Data in statistics comes in two main flavors: qualitative and quantitative. Qualitative data describes attributes using words or categories, while quantitative data uses numbers. Understanding these types helps you choose the right analysis methods.
Sampling is how you collect data without surveying an entire population. Random sampling methods, like simple random and stratified sampling, help ensure your sample actually represents the whole population. The method you choose and the errors you watch for directly affect whether your results are reliable.
Types of Data
Qualitative vs quantitative data
Qualitative data (also called categorical data) describes attributes, characteristics, or categories using non-numerical values. You can sort it into groups, but you can't do meaningful math with it.
- Eye color (blue, brown, green), marital status (single, married, divorced), political affiliation (Democrat, Republican, Independent)
- Typically analyzed by counting how often each category appears and looking for patterns across groups
Quantitative data represents numerical values that can be measured or counted. It splits into two subtypes:
- Discrete quantitative data consists of countable values, often whole numbers. Think of things you can count one by one.
- Examples: Number of siblings (0, 1, 2, 3), number of cars owned by a household (1, 2, 3)
- Analyzed using frequency distributions and measures of central tendency
- Continuous quantitative data can take on any value within a range, including decimals. Think of things you measure rather than count.
- Examples: Height (62.5 inches, 71.2 inches), weight (150.3 pounds, 175.8 pounds), temperature (98.6°F, 101.2°F)

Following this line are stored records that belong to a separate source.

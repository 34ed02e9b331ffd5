//! Purchase crediting subsystem.
//!
//! # Data Flow
//! ```text
//! POST /credits/verify {tx hash, chain id}
//!     → verifier.rs (receipt, depth, contract, event, payer)
//!     → packages.rs (package id → credits)
//!     → ledger (record PURCHASE, unique on tx hash)
//! ```
//!
//! Duplicate submissions are absorbed here and reported as success.

pub mod packages;
pub mod verifier;

pub use packages::PackageTable;
pub use verifier::{CreditResult, PurchaseVerifier, VerifyError};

- Analyzed using histograms, scatterplots, and measures of variability
A quick way to tell them apart: if you can ask "how many?" it's discrete. If you ask "how much?" or "how long?" it's likely continuous.
Sampling Methods

Random sampling methods
Simple random sampling ensures each member of the population has an equal chance of being selected. You pull from the entire population at once with no grouping involved.
- Example: Assigning every student at a 1,000-person school a number, then using a random number generator to pick 100 of them.
Stratified sampling divides the population into subgroups (called strata) based on a specific characteristic, then randomly samples from each stratum. This guarantees every subgroup is represented.
- Example: Dividing a city's population by income level (low, middle, high) and randomly sampling from each income level.
Cluster sampling divides the population into naturally occurring groups (called clusters), then randomly selects entire clusters and includes all members within those selected clusters.
- Example: Randomly selecting 10 city blocks out of 200 and surveying every household on those 10 blocks.
Systematic sampling starts by randomly selecting one member, then picks every th member after that. The interval is determined by dividing the population size by the desired sample size.
- Example: You want 100 people from a list of 1,000. That gives . Pick a random starting point, then select every 10th name.
Stratified vs. Cluster: In stratified sampling, you sample within every group. In cluster sampling, you pick whole groups and skip the rest. Stratified gives you representation from all subgroups; cluster is often easier and cheaper to carry out.
Variation in Data and Sampling
No sample perfectly mirrors its population. Understanding where variation comes from helps you judge how trustworthy your results are.

Sources of data variation
Sampling errors come from the random nature of the sampling process itself. Because you're only looking at part of the population, your sample statistics will differ somewhat from the true population parameters.
- Sampling variability is the natural variation you see between different samples drawn from the same population. If you surveyed 100 different groups of 50 students, you'd get slightly different averages each time. This is normal and expected.
- Sampling error can be reduced by increasing the sample size. Larger samples tend to produce statistics closer to the true population parameter.
Nonsampling errors are problems that arise during data collection, processing, or analysis, not from the randomness of sampling.
- Measurement errors: Inaccuracies from faulty instruments, unclear survey questions, or human mistakes during data collection.
- Nonresponse bias: When people chosen for the sample don't respond or participate. If nonrespondents differ systematically from respondents, your results get skewed.
- Voluntary response bias: When people self-select into a study (like online polls). Those with strong opinions are more likely to participate, so the sample won't represent the broader population.
- Processing errors: Mistakes made during data entry, coding, or analysis.
Note: Sampling bias (using a method that systematically favors certain members of the population) is sometimes grouped under sampling error, but it's really a design flaw rather than random chance. A biased sampling method won't improve just by increasing sample size.
Statistical Inference
Statistical inference is the process of using sample data to draw conclusions about a larger population. A few key terms tie this together:
- Population: The entire group you want information about.
- Sample: The subset of the population you actually study.
- Parameter: A numerical characteristic of the population (e.g., the true population mean). You usually don't know this exactly.
- Statistic: A numerical characteristic calculated from a sample (e.g., the sample mean). This is what you measure and use to estimate the parameter.
- Probability: The likelihood of an event occurring, used to quantify uncertainty when making inferences from samples.
- Confidence interval: A range of values, calculated from sample data, that is likely to contain the true population parameter.
- Hypothesis testing: A formal method for deciding whether sample data provides enough evidence to support a claim about a population parameter.
The core logic of inference: you can't study everyone, so you study a sample, calculate a statistic, and use it to estimate the population parameter. How much you trust that estimate depends on your sample size, sampling method, and the variation in your data.